Run somewhere beautiful

I'm also very lucky to live on the beach, and I really find the fresh sea air and view of the sun rising on the horizon to be calming and helps me to focus on the things that I'm grateful for, first thing in the morning. There are loads of points along my route that I enjoy; the boats in the harbour, the way the morning sunshine sparkles on the sea, the spots where the birds nest in the trees and fly around when I go past. Having something to look forward to in your route really helps, as does running in a loop rather than an outwards and back. There's more to see and is much more interesting!

Celebrate your wins

As you progress with your running- tell people!
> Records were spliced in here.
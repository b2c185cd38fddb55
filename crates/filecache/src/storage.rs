//! # Storage Capability
//!
//! The filesystem interface the engine drives, plus the default
//! implementation over `tokio::fs`. Paths are split into a directory and an
//! entry name so implementations can scope themselves to a cache root.

use std::io;
use std::path::Path;
use std::time::SystemTime;

use async_trait::async_trait;
use bytes::Bytes;
use tokio::fs;
use tracing::warn;

/// Filesystem capability consumed by the cache engine.
///
/// All operations are asynchronous and may fail with an I/O error; the
/// engine decides per call site whether a failure propagates or degrades to
/// a cache miss.
#[async_trait]
pub trait Storage: Send + Sync {
    /// Check whether an entry exists.
    async fn exists(&self, dir: &Path, name: &str) -> io::Result<bool>;

    /// Last modification time of an entry.
    async fn modified_at(&self, dir: &Path, name: &str) -> io::Result<SystemTime>;

    /// Write an entry, replacing any previous content.
    async fn write(&self, dir: &Path, name: &str, data: Bytes) -> io::Result<()>;

    /// Bump an entry's modification time to now.
    async fn touch(&self, dir: &Path, name: &str) -> io::Result<()>;

    /// Remove an entry. Removing a missing entry is not an error.
    async fn remove_file(&self, dir: &Path, name: &str) -> io::Result<()>;

    /// Remove a directory and everything under it.
    async fn remove_dir_all(&self, dir: &Path) -> io::Result<()>;

    /// Create a directory, including missing parents.
    async fn create_dir_all(&self, dir: &Path) -> io::Result<()>;

    /// List entry names and modification times under a directory.
    async fn list_entries(&self, dir: &Path) -> io::Result<Vec<(String, SystemTime)>>;
}

/// [`Storage`] backed by the local filesystem.
#[derive(Debug, Clone, Copy, Default)]
pub struct DiskStorage;

impl DiskStorage {
    pub fn new() -> Self {
        Self
    }
}

#[async_trait]
impl Storage for DiskStorage {
    async fn exists(&self, dir: &Path, name: &str) -> io::Result<bool> {
        fs::try_exists(dir.join(name)).await
    }

    async fn modified_at(&self, dir: &Path, name: &str) -> io::Result<SystemTime> {
        fs::metadata(dir.join(name)).await?.modified()
    }

    async fn write(&self, dir: &Path, name: &str, data: Bytes) -> io::Result<()> {
        let final_path = dir.join(name);
        let temp_path = final_path.with_extension("tmp");

        // Write to a temporary file first, then rename into place, so a
        // concurrent reader never observes a half-written entry.
        fs::write(&temp_path, &data).await?;
        if let Err(e) = fs::rename(&temp_path, &final_path).await {
            warn!(from = ?temp_path, to = ?final_path, error = %e, "failed to rename temporary cache file");
            let _ = fs::remove_file(&temp_path).await;
            return Err(e);
        }

        Ok(())
    }

    async fn touch(&self, dir: &Path, name: &str) -> io::Result<()> {
        let path = dir.join(name);
        tokio::task::spawn_blocking(move || {
            let file = std::fs::File::options().write(true).open(&path)?;
            file.set_modified(SystemTime::now())
        })
        .await
        .map_err(io::Error::other)?
    }

    async fn remove_file(&self, dir: &Path, name: &str) -> io::Result<()> {
        match fs::remove_file(dir.join(name)).await {
            Err(e) if e.kind() != io::ErrorKind::NotFound => Err(e),
            _ => Ok(()),
        }
    }

    async fn remove_dir_all(&self, dir: &Path) -> io::Result<()> {
        match fs::remove_dir_all(dir).await {
            Err(e) if e.kind() != io::ErrorKind::NotFound => Err(e),
            _ => Ok(()),
        }
    }

    async fn create_dir_all(&self, dir: &Path) -> io::Result<()> {
        fs::create_dir_all(dir).await
    }

    async fn list_entries(&self, dir: &Path) -> io::Result<Vec<(String, SystemTime)>> {
        let mut out = Vec::new();
        let mut entries = fs::read_dir(dir).await?;

        while let Some(entry) = entries.next_entry().await? {
            let Ok(name) = entry.file_name().into_string() else {
                continue;
            };
            match entry.metadata().await.and_then(|m| m.modified()) {
                Ok(modified) => out.push((name, modified)),
                Err(e) => {
                    warn!(path = ?entry.path(), error = %e, "skipping cache entry with unreadable metadata");
                }
            }
        }

        Ok(out)
    }
}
Speak excitedly and passionately about what you're doing and how much you're achieving. Speaking positively about your running and sharing with friends is important for two reasons. Firstly, the human brain loves a story. You'll be rewarded with a dopamine hit which will neurologically strengthen the link between running and pleasure. 

Secondly, by sharing your successes, you're encouraging other people do share theirs, or to join you with yours! Not only are you going to be feeling so much better for taking on this challenge, but your friends and co-workers could be too. Before you know it, you'll have inadvertently created a group of people who are also pushing themselves to be the best they can be. 

 

So go on, give it a go! What's stopping you?